By simply selecting places on the left-hand side, spectra are added on the right-hand side. It is also possible to add multiple virtual measurement places interactively. Given a place p, one can show one aggregated token-flow spectrum based on \( Obs _p\) or show individual spectra for all pairs of transitions in \(\{(a,b) \mid a \in \,\bullet {p} \ \wedge b \in {p}\bullet \,\}\) based on \( Obs _{a,b,p}\) (see Sect. 3). Moreover, there are many ways to adapt the view as illustrated by the bottom part of Fig. 5:

  • It is possible to seamlessly rescale the time axis and to zoom-in on selected time periods using two sliders.

  • The density of the lines can be adapted and it is possible to overlay the spectra with weeks, days, hours, and seconds.

  • For smaller event logs, the views are immediately updated, for larger event logs it is possible to make multiple changes and then update the view.

  • Performance spectra can be filtered based on attributes of events in the log or derived attributes such as duration or variant.

  • Performance spectra use colors that may be based on event attributes or derived attributes, i.e., the \( class ( tf )\) introduced before. This way one can, for example, see differences between products, customer groups, and departments. However, it can also be used to highlight exceptional or slow cases.

For aggregated performance spectra (like ❸ in Fig. 5) we need to select the time period used for binning the token flows. We can use years, quarters, months, weeks, days, days, hours, minutes or a customized time period. The aggregated performance spectrum in Fig. 5 uses day as a time period. Each stacked bar corresponds to one day. The height refers to the number of token flows and the colors refer to classes involved. One can clearly see the weekends and the varying load and changing mix of cases. Obviously, one cannot see such phenomena using traditional performance visualizations.

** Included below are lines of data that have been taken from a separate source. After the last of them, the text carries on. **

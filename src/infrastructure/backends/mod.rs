//! Capture backend adapters
//!
//! One adapter per backend kind. `build_backends` turns the detected
//! capability set into the priority-ordered list the controller walks.

mod ffmpeg;
mod libcamera;
mod process;
mod software;
#[cfg(feature = "v4l2")]
mod v4l2;
mod worker;

use std::sync::Arc;

use crate::application::ports::CameraBackend;
use crate::domain::backend::{BackendCapabilities, BackendKind};
use crate::domain::config::CameraSettings;

pub use ffmpeg::FfmpegBackend;
pub use libcamera::LibcameraBackend;
pub use process::{escalate, run_capture_command, ProcessRecording, TeardownPolicy, STARTUP_GRACE, STILL_TIMEOUT};
pub use software::{SoftwareBackend, TestPattern, MAX_SOFTWARE_FPS};
#[cfg(feature = "v4l2")]
pub use v4l2::V4l2Backend;
pub use worker::{FrameSource, FrameWorker};

/// Instantiate every available backend, highest priority first
pub fn build_backends(
    caps: &BackendCapabilities,
    settings: &CameraSettings,
    policy: TeardownPolicy,
) -> Vec<Arc<dyn CameraBackend>> {
    let mut backends: Vec<Arc<dyn CameraBackend>> = Vec::new();
    for kind in caps.available() {
        match kind {
            #[cfg(feature = "v4l2")]
            BackendKind::V4l2 => backends.push(Arc::new(V4l2Backend::new(settings.clone()))),
            #[cfg(not(feature = "v4l2"))]
            BackendKind::V4l2 => {}
            BackendKind::Libcamera => {
                if let Some(tools) = caps.libcamera.clone() {
                    backends.push(Arc::new(LibcameraBackend::new(
                        tools,
                        settings.clone(),
                        policy,
                    )));
                }
            }
            BackendKind::Ffmpeg => {
                if let Some(program) = caps.ffmpeg.clone() {
                    backends.push(Arc::new(FfmpegBackend::new(
                        program,
                        settings.clone(),
                        policy,
                    )));
                }
            }
            BackendKind::Software => {
                backends.push(Arc::new(SoftwareBackend::new(settings.clone())))
            }
        }
    }
    backends
}
//! Forced release of a camera held by another process

use std::path::{Path, PathBuf};
use std::process::Stdio;
use std::time::Duration as StdDuration;

use tokio::process::Command;
use tokio::time::{sleep, timeout};
use tracing::{info, warn};

/// Processes that commonly keep the camera open
pub const KNOWN_CAMERA_PROCESSES: &[&str] = &[
    "rpicam-vid",
    "rpicam-still",
    "libcamera-vid",
    "libcamera-still",
    "ffmpeg",
    "raspivid",
];

const FUSER_TIMEOUT: StdDuration = StdDuration::from_secs(3);
const KILLALL_TIMEOUT: StdDuration = StdDuration::from_secs(2);

/// Time for killed processes to let go of the device
const SETTLE: StdDuration = StdDuration::from_millis(500);

/// What a release attempt did
#[derive(Debug, Clone, PartialEq, Eq)]
pub enum ReleaseOutcome {
    /// `fuser -k` killed whoever held the device
    DeviceFreed,
    /// Fell back to killing known camera processes by name
    KilledByName(Vec<String>),
    /// Nothing was running that we know how to stop
    NothingToRelease,
}

/// Kills processes holding the video device.
///
/// Never runs implicitly: the daemon calls it only when `release_camera`
/// is set, and `skycam release` on request.
pub struct CameraRelease {
    device: PathBuf,
    fuser: PathBuf,
    killall: PathBuf,
}

impl CameraRelease {
    pub fn new(device: impl Into<PathBuf>) -> Self {
        Self {
            device: device.into(),
            fuser: PathBuf::from("fuser"),
            killall: PathBuf::from("killall"),
        }
    }

    /// Use other `fuser` and `killall` executables
    pub fn with_tools(mut self, fuser: impl Into<PathBuf>, killall: impl Into<PathBuf>) -> Self {
        self.fuser = fuser.into();
        self.killall = killall.into();
        self
    }

    pub async fn release(&self) -> ReleaseOutcome {
        warn!(device = %self.device.display(), "forcing camera release");

        let device = self.device.to_string_lossy().to_string();
        if run(&self.fuser, &["-k", device.as_str()], FUSER_TIMEOUT).await {
            sleep(SETTLE).await;
            info!(device = %device, "camera released by fuser");
            return ReleaseOutcome::DeviceFreed;
        }

        let mut killed = Vec::new();
        for name in KNOWN_CAMERA_PROCESSES {
            if run(&self.killall, &[name], KILLALL_TIMEOUT).await {
                warn!(process = name, "killed camera process");
                killed.push(name.to_string());
            }
        }

        if killed.is_empty() {
            info!("no camera process to release");
            return ReleaseOutcome::NothingToRelease;
        }
        sleep(SETTLE).await;
        ReleaseOutcome::KilledByName(killed)
    }
}

/// Run a tool, true on a zero exit. Missing tools and timeouts read as false.
async fn run(program: &Path, args: &[&str], limit: StdDuration) -> bool {
    let child = Command::new(program)
        .args(args)
        .stdin(Stdio::null())
        .stdout(Stdio::null())
        .stderr(Stdio::null())
        .kill_on_drop(true)
        .spawn();

    let mut child = match child {
        Ok(child) => child,
        Err(e) => {
            warn!(program = %program.display(), error = %e, "cannot run release tool");
            return false;
        }
    };

    match timeout(limit, child.wait()).await {
        Ok(Ok(status)) => status.success(),
        Ok(Err(e)) => {
            warn!(program = %program.display(), error = %e, "release tool failed");
            false
        }
        Err(_) => {
            warn!(program = %program.display(), "release tool timed out");
            false
        }
    }
}
impl RecordingController {
    /// `backends` must already be in priority order
    pub fn new(
        backends: Vec<Arc<dyn CameraBackend>>,
        storage: Arc<dyn MediaStorage>,
        remuxer: Arc<dyn Remuxer>,
        broadcaster: Arc<dyn StatusBroadcaster>,
        fps: u32,
    ) -> Self {
        Self {
            inner: Arc::new(Inner {
                backends,
                storage,
                remuxer,
                broadcaster,
                fps,
                shared: Mutex::new(Shared {
                    session: RecordingSession::new(),
                    auto_stop: None,
                }),
                handle: tokio::sync::Mutex::new(None),
                settled: Notify::new(),
            }),
        }
    }

    /// Start a recording on the first backend that comes up.
    ///
    /// Runs on its own task so a dropped caller cannot strand the session
    /// half-way through a transition.
    pub async fn start(&self, request: CaptureRequest) -> Result<StartedRecording, CameraError> {
        let inner = Arc::clone(&self.inner);
        tokio::spawn(async move { inner.start(request).await })
            .await
            .map_err(|e| CameraError::RecordingUnavailable(format!("start task failed: {}", e)))?
    }

    /// Stop the active recording and finalize its file
    pub async fn stop(&self) -> Result<StoppedRecording, CameraError> {
        let inner = Arc::clone(&self.inner);
        tokio::spawn(async move { inner.stop(StopOrigin::Client).await })
            .await
            .map_err(|e| CameraError::RecordingUnavailable(format!("stop task failed: {}", e)))?
    }

    /// Consistent snapshot; never blocks behind a stop in progress
    pub fn status(&self) -> RecordingStatus {
        let mut status = self.inner.shared().session.snapshot();
        if status.recording {
            if let Ok(mut guard) = self.inner.handle.try_lock() {
                status.backend_alive = guard.as_mut().map(|h| h.is_alive());
            }
        }
        status
    }

    pub fn is_idle(&self) -> bool {
        self.inner.shared().session.is_idle()
    }

    /// Stop whatever is recording, for process shutdown.
    ///
    /// A start or stop already in flight is waited for, so this only returns
    /// once the session is idle (or the wait timed out).
    pub async fn shutdown(&self) -> Option<StoppedRecording> {
        self.shutdown_within(SHUTDOWN_SETTLE_TIMEOUT).await
    }

    async fn shutdown_within(&self, limit: StdDuration) -> Option<StoppedRecording> {
        let deadline = tokio::time::Instant::now() + limit;
        loop {
            let settled = self.inner.settled.notified();
            tokio::pin!(settled);
            // Registered before reading the state so a transition in between is not missed
            settled.as_mut().enable();

            let state = self.inner.shared().session.state();
            match state {
                RecordingState::Idle => return None,
                RecordingState::Active => match self.stop().await {
                    Ok(stopped) => return Some(stopped),
                    // Someone else got to it first; wait for their stop
                    Err(CameraError::NoActiveRecording) => continue,
                    Err(e) => {
                        warn!(error = %e, "failed to stop recording during shutdown");
                        return None;
                    }
                },
                RecordingState::Starting | RecordingState::Stopping => {
                    info!(state = state.as_str(), "waiting for recording transition to finish");
                    if tokio::time::timeout_at(deadline, settled).await.is_err() {
                        warn!(
                            state = state.as_str(),
                            "recording transition still running at shutdown"
                        );
                        return None;
                    }
                }
            }
        }
    }
}
//! Configuration storage adapters

mod xdg;

pub use xdg::XdgConfigStore;
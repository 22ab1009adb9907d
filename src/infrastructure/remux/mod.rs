//! Remux adapters

mod ffmpeg;

pub use ffmpeg::FfmpegRemuxer;
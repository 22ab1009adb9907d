//! Domain error types

use thiserror::Error;

/// Error when parsing a duration string
#[derive(Debug, Clone, Error)]
#[error("Invalid duration: \"{input}\". Expected a positive number of seconds (e.g., 10, 30s, 1m, 2m30s)")]
pub struct DurationParseError {
    pub input: String,
}

/// Error when a requested file name cannot be turned into a safe media path
#[derive(Debug, Clone, PartialEq, Eq, Error)]
pub enum PathError {
    #[error("File name is empty")]
    Empty,

    #[error("Invalid file name: \"{0}\"")]
    InvalidName(String),

    #[error("File name is too long ({0} bytes)")]
    TooLong(usize),

    #[error("Path escapes the media root: \"{0}\"")]
    Traversal(String),
}

/// Error when configuration fails
#[derive(Debug, Clone, Error)]
pub enum ConfigError {
    #[error("Failed to read config file: {0}")]
    ReadError(String),

    #[error("Failed to parse config file: {0}")]
    ParseError(String),

    #[error("Failed to write config file: {0}")]
    WriteError(String),

    #[error("Invalid config value for '{key}': {message}")]
    ValidationError { key: String, message: String },

    #[error("Config file already exists at: {0}")]
    AlreadyExists(String),
}
//! Capture backend kinds and the capability set detected at startup

use std::collections::BTreeMap;
use std::fmt;
use std::path::{Path, PathBuf};

/// The interchangeable capture backends, one variant per strategy
#[derive(Debug, Clone, Copy, PartialEq, Eq, Hash, PartialOrd, Ord)]
pub enum BackendKind {
    /// Native V4L2 capture session
    V4l2,
    /// libcamera command-line tools (rpicam-* / libcamera-*)
    Libcamera,
    /// ffmpeg reading the V4L2 device
    Ffmpeg,
    /// Synthetic test-pattern source, needs no hardware
    Software,
}

impl BackendKind {
    /// Fixed selection order, highest priority first
    pub const PRIORITY: [BackendKind; 4] = [
        BackendKind::V4l2,
        BackendKind::Libcamera,
        BackendKind::Ffmpeg,
        BackendKind::Software,
    ];

    /// Get the string representation
    pub const fn as_str(&self) -> &'static str {
        match self {
            Self::V4l2 => "v4l2",
            Self::Libcamera => "libcamera",
            Self::Ffmpeg => "ffmpeg",
            Self::Software => "software",
        }
    }

    /// How a session of this backend is driven and torn down
    pub const fn shape(&self) -> BackendShape {
        match self {
            Self::V4l2 => BackendShape::Native,
            Self::Libcamera | Self::Ffmpeg => BackendShape::ProcessBased,
            Self::Software => BackendShape::Fallback,
        }
    }

    /// Format of the file this backend writes while recording
    pub const fn raw_output(&self) -> OutputKind {
        match self {
            Self::V4l2 | Self::Libcamera => OutputKind::H264Elementary,
            Self::Ffmpeg => OutputKind::Mp4,
            Self::Software => OutputKind::Mjpeg,
        }
    }
}

impl fmt::Display for BackendKind {
    fn fmt(&self, f: &mut fmt::Formatter<'_>) -> fmt::Result {
        write!(f, "{}", self.as_str())
    }
}

/// Session shape: decides the teardown strategy
#[derive(Debug, Clone, Copy, PartialEq, Eq)]
pub enum BackendShape {
    /// In-process session with explicit stop and close steps
    Native,
    /// External OS process stopped by escalating signals
    ProcessBased,
    /// In-process software source
    Fallback,
}

/// File format produced by a backend
#[derive(Debug, Clone, Copy, PartialEq, Eq)]
pub enum OutputKind {
    /// Raw H.264 byte stream, needs remuxing into a container
    H264Elementary,
    /// MP4 container, final as written
    Mp4,
    /// Concatenated JPEG frames, final as written
    Mjpeg,
}

impl OutputKind {
    /// File extension without the dot
    pub const fn extension(&self) -> &'static str {
        match self {
            Self::H264Elementary => "h264",
            Self::Mp4 => "mp4",
            Self::Mjpeg => "mjpeg",
        }
    }

    /// Whether a remux step can turn this into the promised container
    pub const fn needs_remux(&self) -> bool {
        matches!(self, Self::H264Elementary)
    }

    /// The container the remux step produces
    pub const fn remux_target(&self) -> OutputKind {
        match self {
            Self::H264Elementary => OutputKind::Mp4,
            other => *other,
        }
    }
}

/// Resolved libcamera tool pair
#[derive(Debug, Clone, PartialEq, Eq)]
pub struct LibcameraTools {
    /// Video recorder (`rpicam-vid` or `libcamera-vid`)
    pub vid: PathBuf,
    /// Still capture (`rpicam-still` or `libcamera-still`)
    pub still: PathBuf,
}

/// Immutable set of backends found on the host.
/// Computed once at process start and never rechecked.
#[derive(Debug, Clone, Default, PartialEq, Eq)]
pub struct BackendCapabilities {
    pub v4l2: bool,
    pub libcamera: Option<LibcameraTools>,
    pub ffmpeg: Option<PathBuf>,
    pub software: bool,
}

impl BackendCapabilities {
    /// A capability set with nothing available
    pub fn none() -> Self {
        Self::default()
    }

    /// Whether the given backend was found
    pub fn has(&self, kind: BackendKind) -> bool {
        match kind {
            BackendKind::V4l2 => self.v4l2,
            BackendKind::Libcamera => self.libcamera.is_some(),
            BackendKind::Ffmpeg => self.ffmpeg.is_some(),
            BackendKind::Software => self.software,
        }
    }

    /// Available backends in selection order
    pub fn available(&self) -> Vec<BackendKind> {
        BackendKind::PRIORITY
            .into_iter()
            .filter(|kind| self.has(*kind))
            .collect()
    }

    /// Whether any backend can serve a request
    pub fn any(&self) -> bool {
        !self.available().is_empty()
    }

    /// The transcoding tool used for finalization, if present
    pub fn remux_tool(&self) -> Option<&Path> {
        self.ffmpeg.as_deref()
    }

    /// Backend name to availability, for health reports
    pub fn summary(&self) -> BTreeMap<&'static str, bool> {
        BackendKind::PRIORITY
            .into_iter()
            .map(|kind| (kind.as_str(), self.has(kind)))
            .collect()
    }
}
//! SkyCam CLI entry point

use std::process::ExitCode;

use clap::Parser;

use skycam::cli::{
    app::{load_merged_config, run_backends, run_release, EXIT_ERROR, EXIT_USAGE_ERROR},
    args::{Cli, Commands, ServeArgs},
    client_cmd::{
        handle_health, handle_media, handle_photo, handle_record, handle_status, handle_watch,
        CommandError,
    },
    config_cmd::handle_config_command,
    daemon_app::{run_daemon, DaemonOptions},
    ipc::SocketPath,
    presenter::Presenter,
};
use skycam::domain::config::{AppConfig, StorageConfig, VideoConfig};
use skycam::infrastructure::XdgConfigStore;

fn init_tracing(default_level: &str) {
    tracing_subscriber::fmt()
        .with_env_filter(
            tracing_subscriber::EnvFilter::try_from_default_env()
                .unwrap_or_else(|_| tracing_subscriber::EnvFilter::new(default_level)),
        )
        .with_writer(std::io::stderr)
        .with_target(false)
        .init();
}

/// Config layer from `serve` flags
fn serve_config(args: &ServeArgs) -> AppConfig {
    let video = VideoConfig {
        device: args.device.clone(),
        width: args.width,
        height: args.height,
        fps: args.fps,
    };
    let has_video =
        video.device.is_some() || video.width.is_some() || video.height.is_some() || video.fps.is_some();

    AppConfig {
        software_fallback: args.no_software_fallback.then_some(false),
        release_camera: args.release_camera.then_some(true),
        video: has_video.then_some(video),
        storage: args.media_dir.clone().map(|dir| StorageConfig {
            media_dir: Some(dir),
            ..StorageConfig::default()
        }),
        ..AppConfig::empty()
    }
}

fn command_exit(result: Result<(), CommandError>, presenter: &Presenter) -> ExitCode {
    match result {
        Ok(()) => ExitCode::SUCCESS,
        Err(CommandError::Usage(message)) => {
            presenter.error(&message);
            ExitCode::from(EXIT_USAGE_ERROR)
        }
        Err(e) => {
            presenter.error(&e.to_string());
            ExitCode::from(EXIT_ERROR)
        }
    }
}

#[tokio::main(flavor = "multi_thread", worker_threads = 2)]
async fn main() -> ExitCode {
    let cli = Cli::parse();
    let serving = matches!(cli.command, Commands::Serve(_));
    init_tracing(if serving { "info" } else { "warn" });

    let mut presenter = Presenter::new();
    let socket = cli.socket;

    match cli.command {
        Commands::Serve(args) => {
            let config = load_merged_config(serve_config(&args)).await;
            run_daemon(DaemonOptions {
                config,
                socket: SocketPath::resolve(socket),
                pid_file: args.pid_file,
            })
            .await
        }
        Commands::Config { action } => {
            let store = XdgConfigStore::new();
            match handle_config_command(action, &store, &presenter).await {
                Ok(()) => ExitCode::SUCCESS,
                Err(e) => {
                    presenter.error(&e.to_string());
                    ExitCode::from(EXIT_ERROR)
                }
            }
        }
        Commands::Backends => run_backends(&presenter).await,
        Commands::Release { device } => run_release(device, &presenter).await,
        Commands::Photo { filename } => {
            let result = handle_photo(socket, filename, &presenter).await;
            command_exit(result, &presenter)
        }
        Commands::Record { action } => {
            let result = handle_record(socket, action, &mut presenter).await;
            command_exit(result, &presenter)
        }
        Commands::Status { json } => {
            let result = handle_status(socket, json, &presenter).await;
            command_exit(result, &presenter)
        }
        Commands::Health => {
            let result = handle_health(socket, &presenter).await;
            command_exit(result, &presenter)
        }
        Commands::Media { filename, output } => {
            let result = handle_media(socket, filename, output, &presenter).await;
            command_exit(result, &presenter)
        }
        Commands::Watch => {
            let result = handle_watch(socket, &presenter).await;
            command_exit(result, &presenter)
        }
    }
}
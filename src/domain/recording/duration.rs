//! Duration value object

use std::fmt;
use std::str::FromStr;
use std::time::Duration as StdDuration;

use crate::domain::error::DurationParseError;

/// Default transcode (remux) timeout (60 seconds)
pub const DEFAULT_TRANSCODE_TIMEOUT_SECS: u64 = 60;

/// Value object representing a whole-second, strictly positive duration.
/// Immutable and validated on creation.
#[derive(Debug, Clone, Copy, PartialEq, Eq, PartialOrd, Ord, Hash)]
pub struct Duration {
    seconds: u64,
}

impl Duration {
    /// Create a Duration from seconds, rejecting zero
    pub fn from_secs(secs: u64) -> Result<Self, DurationParseError> {
        if secs == 0 {
            return Err(DurationParseError {
                input: secs.to_string(),
            });
        }
        Ok(Self { seconds: secs })
    }

    /// Create a Duration from a signed wire value, rejecting zero and negatives
    pub fn from_signed_secs(secs: i64) -> Result<Self, DurationParseError> {
        if secs <= 0 {
            return Err(DurationParseError {
                input: secs.to_string(),
            });
        }
        Self::from_secs(secs as u64)
    }

    /// Default transcode timeout
    pub const fn default_transcode_timeout() -> Self {
        Self {
            seconds: DEFAULT_TRANSCODE_TIMEOUT_SECS,
        }
    }

    /// Get duration in seconds
    pub const fn as_secs(&self) -> u64 {
        self.seconds
    }

    /// Convert to std::time::Duration
    pub const fn as_std(&self) -> StdDuration {
        StdDuration::from_secs(self.seconds)
    }
}

impl FromStr for Duration {
    type Err = DurationParseError;

    /// Parse a duration string into a Duration value object.
    /// Supported formats: "10", "30s", "1m", "2m30s"
    fn from_str(s: &str) -> Result<Self, Self::Err> {
        let input = s.trim().to_lowercase();
        let err = || DurationParseError {
            input: s.to_string(),
        };

        // Bare integers are seconds
        if !input.is_empty() && input.chars().all(|c| c.is_ascii_digit()) {
            let secs: u64 = input.parse().map_err(|_| err())?;
            return Self::from_secs(secs).map_err(|_| err());
        }

        let mut minutes: u64 = 0;
        let mut seconds: u64 = 0;
        let mut current_num = String::new();
        let mut found_any = false;

        for ch in input.chars() {
            if ch.is_ascii_digit() {
                current_num.push(ch);
            } else if ch == 'm' && !current_num.is_empty() {
                minutes = current_num.parse().map_err(|_| err())?;
                current_num.clear();
                found_any = true;
            } else if ch == 's' && !current_num.is_empty() {
                seconds = current_num.parse().map_err(|_| err())?;
                current_num.clear();
                found_any = true;
            } else {
                return Err(err());
            }
        }

        if !current_num.is_empty() || !found_any {
            return Err(err());
        }

        let total = minutes
            .checked_mul(60)
            .and_then(|m| m.checked_add(seconds))
            .ok_or_else(err)?;

        Self::from_secs(total).map_err(|_| err())
    }
}

impl fmt::Display for Duration {
    fn fmt(&self, f: &mut fmt::Formatter<'_>) -> fmt::Result {
        let minutes = self.seconds / 60;
        let seconds = self.seconds % 60;

        if minutes == 0 {
            write!(f, "{}s", seconds)
        } else if seconds == 0 {
            write!(f, "{}m", minutes)
        } else {
            write!(f, "{}m{}s", minutes, seconds)
        }
    }
}
//! CLI layer - Command-line interface
//!
//! Contains argument parsing, output formatting, signal handling,
//! the daemon runner and the socket client commands.

pub mod app;
pub mod args;
pub mod client_cmd;
pub mod config_cmd;
pub mod daemon_app;
pub mod ipc;
pub mod pid_file;
pub mod presenter;
pub mod signals;

// Re-export commonly used types
pub use app::{load_merged_config, EXIT_ERROR, EXIT_SUCCESS, EXIT_USAGE_ERROR};
pub use args::{Cli, Commands, ConfigAction, RecordAction, ServeArgs};
pub use daemon_app::{run_daemon, DaemonOptions};
pub use presenter::Presenter;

The “Interactive Performance Spectrum” plug-in has been applied to most of the publicly available real-life event logs from the 4TU Center for research data.Footnote 2 Experiments show that the biggest bottleneck is in the discovery (getting a reasonable Petri net) and alignment computation (which may be very time consuming).

6 Conclusion

This paper presented the novel “Interactive Performance Spectrum” plug-in (available as part of ProM’s Nightly Build promtools.org) that visualizes token flows using performance spectra while providing a range of interaction mechanisms. This allows us to uncover real-life phenomena such as overtaking, batching, queueing, concept drift, and partial blocking that would otherwise remain invisible. By using a Petri net as the “lens” to look at event data, we overcome the limitations of our earlier work [5, 6] where concurrency was not handled and we did not support the link between performance spectra and process models. This results in problems similar to using directly-follows graphs for process discovery [2]. Due to the “Interactive Performance Spectrum” plug-in we are now able to handle concurrency and tightly integrate process models and event data.

The applicability of the approach is mostly limited by the potential complexity of alignment computations. For large event logs and models, preprocessing may be time-consuming. Therefore, as future work, we would like to explore approximative alignments and apply various forms of sampling.